__What to produce__
Please return all the records exactly, with nothing left out.

(Collected data entries)
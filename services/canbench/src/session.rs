//! Transceiver session
//!
//! Owns one adapter device and at most one active channel:
//!
//! ```text
//! Closed -> Opening -> Open -> ChannelActive -> Closed
//! ```
//!
//! Every driver call happens under the session lock. A failed transition is
//! rolled back completely: when a channel cannot be started the half-built
//! channel is reset and the device closed again. Steady-state failures
//! (`transmit`, `poll_receive`) never change state.
//!
//! A session built without a driver runs offline: opening reports
//! `DriverAbsent`, transmissions are logged as `OFFLINE` and succeed, and
//! receiving yields nothing.

use std::fmt;
use std::sync::atomic::{AtomicU64, Ordering};
use std::sync::Arc;

use errors::{CanError, Result};
use parking_lot::Mutex;
use serde::Serialize;
use tracing::{debug, error, info, warn};

use crate::config::{CanBenchConfig, DriverBackend};
use crate::driver::{
    AdapterDriver, ChannelConfig, ChannelHandle, ChannelMode, DeviceHandle, DeviceInfo,
    DeviceModel, LoopbackDriver, ZlgDriver, MAX_RECEIVE_BATCH, STATUS_OK,
};
use crate::frame::{CanFrame, Direction};
use crate::txlog::{LogEntry, TransmissionLog, TxOutcome};

// ============================================================================
// Public types
// ============================================================================

#[derive(Debug, Clone, Copy, PartialEq, Eq, Serialize)]
#[serde(rename_all = "snake_case")]
pub enum SessionState {
    Closed,
    Opening,
    Open,
    ChannelActive,
}

impl fmt::Display for SessionState {
    fn fmt(&self, f: &mut fmt::Formatter<'_>) -> fmt::Result {
        match self {
            SessionState::Closed => write!(f, "closed"),
            SessionState::Opening => write!(f, "opening"),
            SessionState::Open => write!(f, "open"),
            SessionState::ChannelActive => write!(f, "channel active"),
        }
    }
}

/// What happened to a frame handed to `transmit`
#[derive(Debug, Clone, Copy, PartialEq, Eq)]
pub enum Delivery {
    /// Accepted by the adapter
    Sent,
    /// No driver; logged only
    Offline,
}

/// Session counters
#[derive(Debug, Clone, Copy, Default, PartialEq, Eq, Serialize)]
pub struct SessionStats {
    pub tx_ok: u64,
    pub tx_failed: u64,
    pub tx_offline: u64,
    pub rx: u64,
}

__Result for this exercise__
filename services/canbench/src/session.rs
//! Transceiver session
//!
//! Owns one adapter device and at most one active channel:
//!
//! ```text
//! Closed -> Opening -> Open -> ChannelActive -> Closed
//! ```
//!
//! Every driver call happens under the session lock. A failed transition is
//! rolled back completely: when a channel cannot be started the half-built
//! channel is reset and the device closed again. Steady-state failures
//! (`transmit`, `poll_receive`) never change state.
//!
//! A session built without a driver runs offline: opening reports
//! `DriverAbsent`, transmissions are logged as `OFFLINE` and succeed, and
//! receiving yields nothing.

use std::fmt;
use std::sync::atomic::{AtomicU64, Ordering};
use std::sync::Arc;

use errors::{CanError, Result};
use parking_lot::Mutex;
use serde::Serialize;
use tracing::{debug, error, info, warn};

use crate::config::{CanBenchConfig, DriverBackend};
use crate::driver::{
    AdapterDriver, ChannelConfig, ChannelHandle, ChannelMode, DeviceHandle, DeviceInfo,
    DeviceModel, LoopbackDriver, ZlgDriver, MAX_RECEIVE_BATCH, STATUS_OK,
};
use crate::frame::{CanFrame, Direction};
use crate::txlog::{LogEntry, TransmissionLog, TxOutcome};

// ============================================================================
// Public types
// ============================================================================

#[derive(Debug, Clone, Copy, PartialEq, Eq, Serialize)]
#[serde(rename_all = "snake_case")]
pub enum SessionState {
    Closed,
    Opening,
    Open,
    ChannelActive,
}

impl fmt::Display for SessionState {
    fn fmt(&self, f: &mut fmt::Formatter<'_>) -> fmt::Result {
        match self {
            SessionState::Closed => write!(f, "closed"),
            SessionState::Opening => write!(f, "opening"),
            SessionState::Open => write!(f, "open"),
            SessionState::ChannelActive => write!(f, "channel active"),
        }
    }
}

/// What happened to a frame handed to `transmit`
#[derive(Debug, Clone, Copy, PartialEq, Eq)]
pub enum Delivery {
    /// Accepted by the adapter
    Sent,
    /// No driver; logged only
    Offline,
}

/// Session counters
#[derive(Debug, Clone, Copy, Default, PartialEq, Eq, Serialize)]
pub struct SessionStats {
    pub tx_ok: u64,
    pub tx_failed: u64,
    pub tx_offline: u64,
    pub rx: u64,
}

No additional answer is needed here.